Virgin Galactic Unveils Commercial Spaceship
The sleek, bullet-shaped spacecraft is about the size of a large business jet - with wide windows and seats for six well-heeled passengers to take a ride into space.
It's billed as the world's first commercial spaceship, designed to be carried aloft by an exotic jet before firing its rocket engine to climb beyond the Earth's atmosphere.
On Monday, Virgin Galactic took the cloak off SpaceShipTwo, which had been under secret development for two years. The company plans to sell suborbital space rides for $200,000 a ticket, offering passengers 2½-hour flights that include about five minutes of weightlessness.
"We want this program to be a whole new beginning in a commercial era of space travel," said Virgin Galactic founder Sir Richard Branson, who partnered with famed aviation designer Burt Rutan on the venture.
The British billionaire hopes to begin passenger flights out of New Mexico sometime in 2011 after a series of rigorous safety tests. Branson said he, his family and Rutan will be the first to fly on SpaceShipTwo.
SpaceShipTwo's debut marks the first public appearance of a commercial passenger spacecraft. The white, stubby-winged spaceship sat in a Mojave Desert hangar, where it had been attached to the jet that will carry it to launch altitude.
An official rollout for potential space tourists, dignitaries and other VIPs was slated for later Monday. California Gov. Arnold Schwarzenegger and New Mexico Gov. Bill Richardson were expected to christen the ship "Enterprise."
SpaceShipTwo is based on Rutan's design of a prototype called SpaceShipOne. In 2004, SpaceShipOne captured the $10 million Ansari X Prize by becoming the first privately manned craft to reach space.
Since that historic feat, engineers from Rutan's Scaled Composites LLC have been laboring in the Mojave Desert on a larger design suitable for commercial use.
Some 300 clients have paid the $200,000 ticket or placed a deposit, according to Virgin Galactic.
"NASA spent billions upon billions of dollars on space travel and has only managed to send 480 people," Branson said. "We're literally hoping to send thousands of people into space over the next couple of years. We want to make sure that we build a spaceship that is 100 percent safe."
The last time there was this level of hoopla in the high desert was a little more than a year ago when Branson and Rutan trotted out to great fanfare the twin-fuselage mothership, White Knight Two, that will carry SpaceShipTwo.
Despite the hype, hard work lies ahead before space journeys could become as routine as air travel.
Flight testing of White Knight Two has been ongoing for the past year. The first SpaceShipTwo test flights are expected to start next year, with full-fledged space launches to its maximum altitude in 2011.

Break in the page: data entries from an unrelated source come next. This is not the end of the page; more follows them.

//! Persisted form of an aquarium.
//!
//! Only the lifecycle state is stored. Position, direction and speed are
//! regenerated when a record is turned back into an aquarium.

use crate::aquarium::Aquarium;
use crate::fish::Fish;
use aquarium_core::Result;
use rand_chacha::ChaCha8Rng;
use serde::{Deserialize, Serialize};
use std::fs;
use std::path::{Path, PathBuf};

#[derive(Debug, Clone, PartialEq, Eq, Serialize, Deserialize)]
#[serde(rename_all = "camelCase")]
pub struct FishRecord {
    #[serde(default)]
    pub name: Option<String>,
    /// 0 = dead, 1 = alive
    pub status: i32,
    pub hunger_level: i32,
    pub growth_timer: i32,
    pub size: i32,
}

#[derive(Debug, Clone, PartialEq, Eq, Serialize, Deserialize)]
#[serde(rename_all = "camelCase")]
pub struct AquariumRecord {
    #[serde(alias = "cleanness")]
    pub cleanliness: i32,
    #[serde(default)]
    pub fish_list: Vec<FishRecord>,
}

impl From<&Fish> for FishRecord {
    fn from(fish: &Fish) -> Self {
        Self {
            name: fish.name().map(str::to_string),
            status: fish.status().code(),
            hunger_level: fish.hunger(),
            growth_timer: fish.growth_timer(),
            size: fish.size(),
        }
    }
}

impl From<&Aquarium> for AquariumRecord {
    fn from(aquarium: &Aquarium) -> Self {
        Self {
            cleanliness: aquarium.cleanliness(),
            fish_list: aquarium.fish().iter().map(FishRecord::from).collect(),
        }
    }
}

impl AquariumRecord {
    pub fn to_json(&self) -> Result<String> {
        Ok(serde_json::to_string_pretty(self)?)
    }

    pub fn from_json(json: &str) -> Result<Self> {
        Ok(serde_json::from_str(json)?)
    }
}

impl Aquarium {
    pub fn to_record(&self) -> AquariumRecord {
        AquariumRecord::from(self)
    }

    /// Rebuild an aquarium from its record.
    ///
    /// Every fish goes through the validating constructor, so a corrupt record
    /// fails with the same errors as direct construction.
    pub fn from_record(record: AquariumRecord, rng: ChaCha8Rng) -> Result<Self> {
        let mut aquarium = Aquarium::from_parts(record.cleanliness, rng)?;

        for fish in record.fish_list {
            let fish = Fish::from_status_code(
                fish.size,
                fish.hunger_level,
                fish.status,
                fish.growth_timer,
                fish.name,
                aquarium.rng_mut(),
            )?;
            aquarium.add_fish(fish);
        }

        Ok(aquarium)
    }

    pub fn to_json(&self) -> Result<String> {
        self.to_record().to_json()
    }

    pub fn from_json(json: &str, rng: ChaCha8Rng) -> Result<Self> {
        Self::from_record(AquariumRecord::from_json(json)?, rng)
    }
}

/// Sibling file a save is written to before it is renamed over `path`
pub fn staging_path(path: &Path) -> PathBuf {
    path.with_extension("json.tmp")
}

/// Blocking save for callers without a runtime. The simulator saves through
/// its async store, which uses the same staging file.
pub fn save_to_path(aquarium: &Aquarium, path: &Path) -> Result<()> {
    if let Some(parent) = path.parent() {
        if !parent.as_os_str().is_empty() {
            fs::create_dir_all(parent)?;
        }
    }

    let tmp = staging_path(path);
    fs::write(&tmp, aquarium.to_json()?)?;
    fs::rename(&tmp, path)?;
    Ok(())
}

/// Blocking counterpart of [`save_to_path`]
pub fn load_from_path(path: &Path, rng: ChaCha8Rng) -> Result<Aquarium> {
    let json = fs::read_to_string(path)?;
    Aquarium::from_json(&json, rng)
}

#[cfg(test)]
mod tests {
    use super::*;
    use aquarium_core::{Error, Status};
    use rand::SeedableRng;

    fn rng(seed: u64) -> ChaCha8Rng {
        ChaCha8Rng::seed_from_u64(seed)
    }

    fn temp_path(name: &str) -> PathBuf {
        std::env::temp_dir()
            .join(format!("aquarium-world-{}", std::process::id()))
            .join(name)
    }

    fn penny_tank() -> Aquarium {
        let mut aquarium = Aquarium::from_parts(17, rng(1)).unwrap();
        aquarium.add_fish_with(3, 4, Status::Alive, 12).unwrap();
        aquarium.last_fish_mut().unwrap().set_name("Penny");
        aquarium.add_fish_with(5, 15, Status::Dead, 0).unwrap();
        aquarium
    }

    #[test]
    fn test_record_fields() {
        let record = penny_tank().to_record();
        assert_eq!(record.cleanliness, 17);
        assert_eq!(
            record.fish_list,
            vec![
                FishRecord {
                    name: Some("Penny".to_string()),
                    status: 1,
                    hunger_level: 4,
                    growth_timer: 12,
                    size: 3,
                },
                FishRecord {
                    name: None,
                    status: 0,
                    hunger_level: 15,
                    growth_timer: 0,
                    size: 5,
                },
            ]
        );
    }

    #[test]
    fn test_json_shape() {
        let json = penny_tank().to_json().unwrap();
        let value: serde_json::Value = serde_json::from_str(&json).unwrap();

        assert_eq!(value["cleanliness"], 17);
        assert_eq!(value["fishList"][0]["name"], "Penny");
        assert_eq!(value["fishList"][0]["hungerLevel"], 4);
        assert_eq!(value["fishList"][0]["growthTimer"], 12);
        assert!(value["fishList"][1]["name"].is_null());
        assert_eq!(value["fishList"][1]["status"], 0);
    }

    #[test]
    fn test_round_trip() {
        let tank = penny_tank();
        let json = tank.to_json().unwrap();
        let decoded = Aquarium::from_json(&json, rng(99)).unwrap();

        assert_eq!(decoded.cleanliness(), tank.cleanliness());
        assert_eq!(decoded.len(), 2);
        for (a, b) in tank.fish().iter().zip(decoded.fish()) {
            assert_eq!(a.status(), b.status());
            assert_eq!(a.hunger(), b.hunger());
            assert_eq!(a.growth_timer(), b.growth_timer());
            assert_eq!(a.size(), b.size());
            assert_eq!(a.name(), b.name());

            let pos = b.position();
            assert!((0.0..=1.0).contains(&pos.x));
            assert!((0.0..=1.0).contains(&pos.y));
        }
    }

    #[test]
    fn test_legacy_cleanness_key() {
        let json = r#"{ "cleanness": 30, "fishList": [] }"#;
        let aquarium = Aquarium::from_json(json, rng(2)).unwrap();
        assert_eq!(aquarium.cleanliness(), 30);
        assert!(aquarium.is_empty());
    }

    #[test]
    fn test_missing_name_decodes_as_unnamed() {
        let json = r#"{
            "cleanliness": 20,
            "fishList": [{ "status": 1, "hungerLevel": 2, "growthTimer": 50, "size": 1 }]
        }"#;
        let aquarium = Aquarium::from_json(json, rng(2)).unwrap();
        assert!(aquarium.last_fish().unwrap().name().is_none());
    }

    #[test]
    fn test_decoded_extreme_fish_survive_ticks() {
        let json = r#"{
            "cleanliness": 20,
            "fishList": [
                { "status": 1, "hungerLevel": 2147483647, "growthTimer": 50, "size": 1 },
                { "status": 1, "hungerLevel": 0, "growthTimer": 1, "size": 2147483647 }
            ]
        }"#;
        let mut aquarium = Aquarium::from_json(json, rng(2)).unwrap();

        let report = aquarium.tick();
        assert_eq!(report.starved, 1);
        assert_eq!(report.grown, 1);
        assert_eq!(aquarium.fish()[0].hunger(), i32::MAX);
        assert_eq!(aquarium.fish()[1].size(), i32::MAX);

        aquarium.tick();
        assert_eq!(aquarium.fish()[1].hunger(), 2);
    }

    #[test]
    fn test_decode_rejects_bad_cleanliness() {
        let json = r#"{ "cleanliness": 45, "fishList": [] }"#;
        assert!(matches!(
            Aquarium::from_json(json, rng(2)),
            Err(Error::InvalidAquariumCleanliness(45))
        ));
    }

    #[test]
    fn test_decode_rejects_bad_fish() {
        let json = r#"{
            "cleanliness": 20,
            "fishList": [{ "name": null, "status": 4, "hungerLevel": 2, "growthTimer": 50, "size": 1 }]
        }"#;
        assert!(matches!(
            Aquarium::from_json(json, rng(2)),
            Err(Error::InvalidFishParameters(_))
        ));
    }

    #[test]
    fn test_decode_rejects_malformed_json() {
        assert!(matches!(
            Aquarium::from_json("{ \"cleanliness\": ", rng(2)),
            Err(Error::Serialization(_))
        ));
    }

    #[test]
    fn test_save_and_load() {
        let path = temp_path("save_and_load/aquarium.json");
        let tank = penny_tank();

        save_to_path(&tank, &path).unwrap();
        let loaded = load_from_path(&path, rng(3)).unwrap();
        assert_eq!(loaded.to_record(), tank.to_record());

        let _ = fs::remove_file(&path);
    }

    #[test]
    fn test_load_missing_file() {
        let path = temp_path("missing/aquarium.json");
        assert!(matches!(load_from_path(&path, rng(3)), Err(Error::Io(_))));
    }
}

SpaceShipTwo, built from lightweight composite materials and powered by a rocket engine, is similar to its prototype cousin with three exceptions. It's twice as large, measuring 60 feet long with a roomy cabin about the size of a Falcon 900 executive jet. It also has more windows including overhead portholes. And while SpaceShipOne was designed for three people, SpaceShipTwo can carry six passengers and two pilots.

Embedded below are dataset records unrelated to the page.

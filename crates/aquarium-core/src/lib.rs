//! Core types and utilities shared by the aquarium simulation crates.

pub mod types;
pub mod config;
pub mod error;

pub use error::{Error, Result};
pub use types::*;
pub use config::*;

"It's a big and beautiful vehicle," said X Prize founder Peter Diamandis, who has seen SpaceShipTwo during various stages of development.

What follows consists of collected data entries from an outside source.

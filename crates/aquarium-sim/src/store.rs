//! Save and restore of the aquarium on disk.

use aquarium_core::{Error, Result};
use aquarium_world::{staging_path, Aquarium, AquariumRecord};
use rand_chacha::ChaCha8Rng;
use std::path::{Path, PathBuf};
use tokio::fs;
use tracing::info;

pub struct SaveStore {
    path: PathBuf,
}

impl SaveStore {
    pub fn new(path: impl Into<PathBuf>) -> Self {
        Self { path: path.into() }
    }

    pub fn path(&self) -> &Path {
        &self.path
    }

    /// Write the aquarium, replacing the previous save only once the new one is complete
    pub async fn save(&self, aquarium: &Aquarium) -> Result<()> {
        if let Some(parent) = self.path.parent() {
            if !parent.as_os_str().is_empty() {
                fs::create_dir_all(parent).await?;
            }
        }

        let json = aquarium.to_json()?;
        let tmp = staging_path(&self.path);
        fs::write(&tmp, json.as_bytes()).await?;
        fs::rename(&tmp, &self.path).await?;

        info!(
            path = ?self.path,
            fish = aquarium.len(),
            cleanliness = aquarium.cleanliness(),
            "Aquarium saved"
        );
        Ok(())
    }

    /// Load the saved aquarium. `Ok(None)` when there is no save yet.
    pub async fn load(&self, rng: ChaCha8Rng) -> Result<Option<Aquarium>> {
        let json = match fs::read_to_string(&self.path).await {
            Ok(json) => json,
            Err(e) if e.kind() == std::io::ErrorKind::NotFound => return Ok(None),
            Err(e) => return Err(Error::Io(e)),
        };

        let record = AquariumRecord::from_json(&json)?;
        let aquarium = Aquarium::from_record(record, rng)?;

        info!(
            path = ?self.path,
            fish = aquarium.len(),
            cleanliness = aquarium.cleanliness(),
            "Aquarium loaded"
        );
        Ok(Some(aquarium))
    }
}

#[cfg(test)]
mod tests {
    use super::*;
    use aquarium_core::Status;
    use rand::SeedableRng;

    fn temp_path(name: &str) -> PathBuf {
        std::env::temp_dir()
            .join(format!("aquarium-sim-store-{}", std::process::id()))
            .join(name)
    }

    #[tokio::test]
    async fn test_save_and_load() {
        let store = SaveStore::new(temp_path("roundtrip.json"));

        let mut aquarium = Aquarium::seeded(7);
        aquarium.add_default_fish().set_name("Penny");
        aquarium.add_fish_with(2, 15, Status::Dead, 3).unwrap();
        aquarium.tick();

        store.save(&aquarium).await.unwrap();
        let loaded = store
            .load(ChaCha8Rng::seed_from_u64(1))
            .await
            .unwrap()
            .expect("save should exist");

        assert_eq!(loaded.to_record(), aquarium.to_record());
        assert!(!staging_path(store.path()).exists());
        let _ = fs::remove_file(store.path()).await;
    }

    #[tokio::test]
    async fn test_load_without_save() {
        let store = SaveStore::new(temp_path("never-written.json"));
        let loaded = store.load(ChaCha8Rng::seed_from_u64(1)).await.unwrap();
        assert!(loaded.is_none());
    }

    #[tokio::test]
    async fn test_load_corrupted_save() {
        let path = temp_path("corrupted.json");
        fs::create_dir_all(path.parent().unwrap()).await.unwrap();
        fs::write(&path, r#"{ "cleanliness": 99, "fishList": [] }"#)
            .await
            .unwrap();

        let store = SaveStore::new(&path);
        let result = store.load(ChaCha8Rng::seed_from_u64(1)).await;
        assert!(matches!(result, Err(Error::InvalidAquariumCleanliness(99))));
        let _ = fs::remove_file(&path).await;
    }
}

Space travel has been limited so far to astronauts and a handful of wealthy people who have shelled out millions to ride Russian rockets to the International Space Station.
The debut of Branson's craft could not come sooner for the scores of wannabe astronauts eager to pay big money to experience zero gravity.
After SpaceShipOne's history-making flights, many space advocates believed private companies would offer suborbital space joyrides before the end of this decade. Virgin Galactic once predicted passengers could fly into space by 2007.
George Washington University space policy scholar John Logsdon called the milestones "measured progress." He was not surprised the commercial space industry is still in its infancy.
"Their business will collapse if they had an accident in one of the early flights. I'm sure they're being cautious," he said.
Tragedy struck in 2007 when an explosion killed three of Rutan's engineers during a routine test of SpaceShipTwo's propellant system. The accident delayed the engine's development.
Virgin Galactic plans to operate commercial space flights out of a taxpayer-funded spaceport under construction in New Mexico.
SpaceShipTwo will be carried aloft by White Knight Two and released at 50,000 feet. The craft's rocket engine then burns a combination of nitrous oxide and a rubber-based solid fuel to climb more than 65 miles above the Earth's surface.
After reaching the top of its trajectory, the craft will fall back into the atmosphere and glide to a landing like an airplane. Its descent is controlled by "feathering" its wings to maximize aerodynamic drag.
Virgin Galactic expects to spend more than $400 million for a fleet of five commercial spaceships and launch vehicles.
It's not the only player in the commercial space race. A handful of entrepreneurs including Amazon.com Inc. Chief Executive Jeff Bezos, computer game programmer John Carmack and rocketeer Jeff Greason are building their own suborbital rockets.